El siguiente propietario fue Sergei Katinovski, un ruso que
murió
apuñalado. De él pasó a Habib Bey, que murió ahogado con su
familia en el
Mediterráneo. Simón Montharides fue quien lo tuvo a
continuación y se lo
vendió al sultán de Turquía, que perdió el trono por la
revolución. Simón
había muerto con toda su familia en un desgraciado accidente
poco tiempo
antes.
Por mediación del joyero Cartier, el Hope llegó a la familia
Mc Lean de
Washington y con él un buen número de infortunios: el hijo
pequeño de la
familia murió atropellado, el jefe de familia murió loco y
alcoholizado y otra
hija murió a consecuencia de una sobredosis de somníferos,
al igual que le
pasaría, años después, a una nieta.
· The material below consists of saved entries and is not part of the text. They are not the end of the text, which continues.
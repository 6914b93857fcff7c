//! Миграция: журнал оплат, кэш курсов, отметка последнего оплаченного месяца.

use sea_orm_migration::prelude::*;

pub struct Migration;

impl MigrationName for Migration {
    fn name(&self) -> &str {
        "m002_create_payments"
    }
}

#[async_trait::async_trait]
impl MigrationTrait for Migration {
    async fn up(&self, manager: &SchemaManager) -> Result<(), DbErr> {
        manager
            .alter_table(
                Table::alter()
                    .table(Servers::Table)
                    .add_column(ColumnDef::new(Servers::LastPaidMonth).string_len(7).null())
                    .to_owned(),
            )
            .await?;

        manager
            .create_table(
                Table::create()
                    .table(Payments::Table)
                    .if_not_exists()
                    .col(
                        ColumnDef::new(Payments::Id)
                            .integer()
                            .not_null()
                            .auto_increment()
                            .primary_key(),
                    )
                    .col(ColumnDef::new(Payments::ServerId).integer().not_null())
                    .col(ColumnDef::new(Payments::Amount).double().not_null())
                    .col(ColumnDef::new(Payments::Currency).string_len(3).not_null())
                    .col(ColumnDef::new(Payments::AmountRub).double().not_null())
                    .col(ColumnDef::new(Payments::ExchangeRate).double().not_null())
                    .col(
                        ColumnDef::new(Payments::PaidAt)
                            .timestamp_with_time_zone()
                            .not_null(),
                    )
                    .col(ColumnDef::new(Payments::PaymentMonth).string_len(7).not_null())
                    .foreign_key(
                        ForeignKey::create()
                            .name("fk_payments_server_id")
                            .from(Payments::Table, Payments::ServerId)
                            .to(Servers::Table, Servers::Id)
                            .on_delete(ForeignKeyAction::Cascade),
                    )
                    .to_owned(),
            )
            .await?;

        manager
            .create_index(
                Index::create()
                    .table(Payments::Table)
                    .col(Payments::ServerId)
                    .name("ix_payments_server_id")
                    .to_owned(),
            )
            .await?;

        // Сводки фильтруют по месяцу
        manager
            .create_index(
                Index::create()
                    .table(Payments::Table)
                    .col(Payments::PaymentMonth)
                    .name("ix_payments_payment_month")
                    .to_owned(),
            )
            .await?;

        manager
            .create_table(
                Table::create()
                    .table(ExchangeRates::Table)
                    .if_not_exists()
                    .col(
                        ColumnDef::new(ExchangeRates::Id)
                            .integer()
                            .not_null()
                            .auto_increment()
                            .primary_key(),
                    )
                    .col(
                        ColumnDef::new(ExchangeRates::Currency)
                            .string_len(3)
                            .not_null()
                            .unique_key(),
                    )
                    .col(ColumnDef::new(ExchangeRates::RateToRub).double().not_null())
                    .col(
                        ColumnDef::new(ExchangeRates::UpdatedAt)
                            .timestamp_with_time_zone()
                            .not_null(),
                    )
                    .to_owned(),
            )
            .await
    }

    async fn down(&self, manager: &SchemaManager) -> Result<(), DbErr> {
        manager
            .drop_table(Table::drop().table(ExchangeRates::Table).to_owned())
            .await?;
        manager
            .drop_table(Table::drop().table(Payments::Table).to_owned())
            .await?;
        manager
            .alter_table(
                Table::alter()
                    .table(Servers::Table)
                    .drop_column(Servers::LastPaidMonth)
                    .to_owned(),
            )
            .await
    }
}

#[derive(Iden)]
enum Servers {
    Table,
    Id,
    LastPaidMonth,
}

#[derive(Iden)]
enum Payments {
    Table,
    Id,
    ServerId,
    Amount,
    Currency,
    AmountRub,
    ExchangeRate,
    PaidAt,
    PaymentMonth,
}

#[derive(Iden)]
enum ExchangeRates {
    Table,
    Id,
    Currency,
    RateToRub,
    UpdatedAt,
}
Fue entonces cuando la
familia lo dona al
Simthsoniano.
El ritual de protección contra las nefastas influencias del
diamante se
mantuvo obviamente en secreto, y sólo trascendió en los
cenáculos ocultistas.
Pero su aura de maldad aún le sobrevive, y el público sigue
preguntándose:
¿cómo pudo acumularse tanta desgracia alrededor de una
simple piedra?.
Este y otros misterios estudia, desde tiempo inmemorial, una
rama de las
ciencias ocultas ayer, hoy de la moderna parapsicología, que
es la
Gemodinamia: el análisis de las vibraciones, ora positivas,
ora negativas, de
minerales de todo tipo, desde fósiles prehistóricos y
granito común hasta las
piedras preciosas y semipreciosas.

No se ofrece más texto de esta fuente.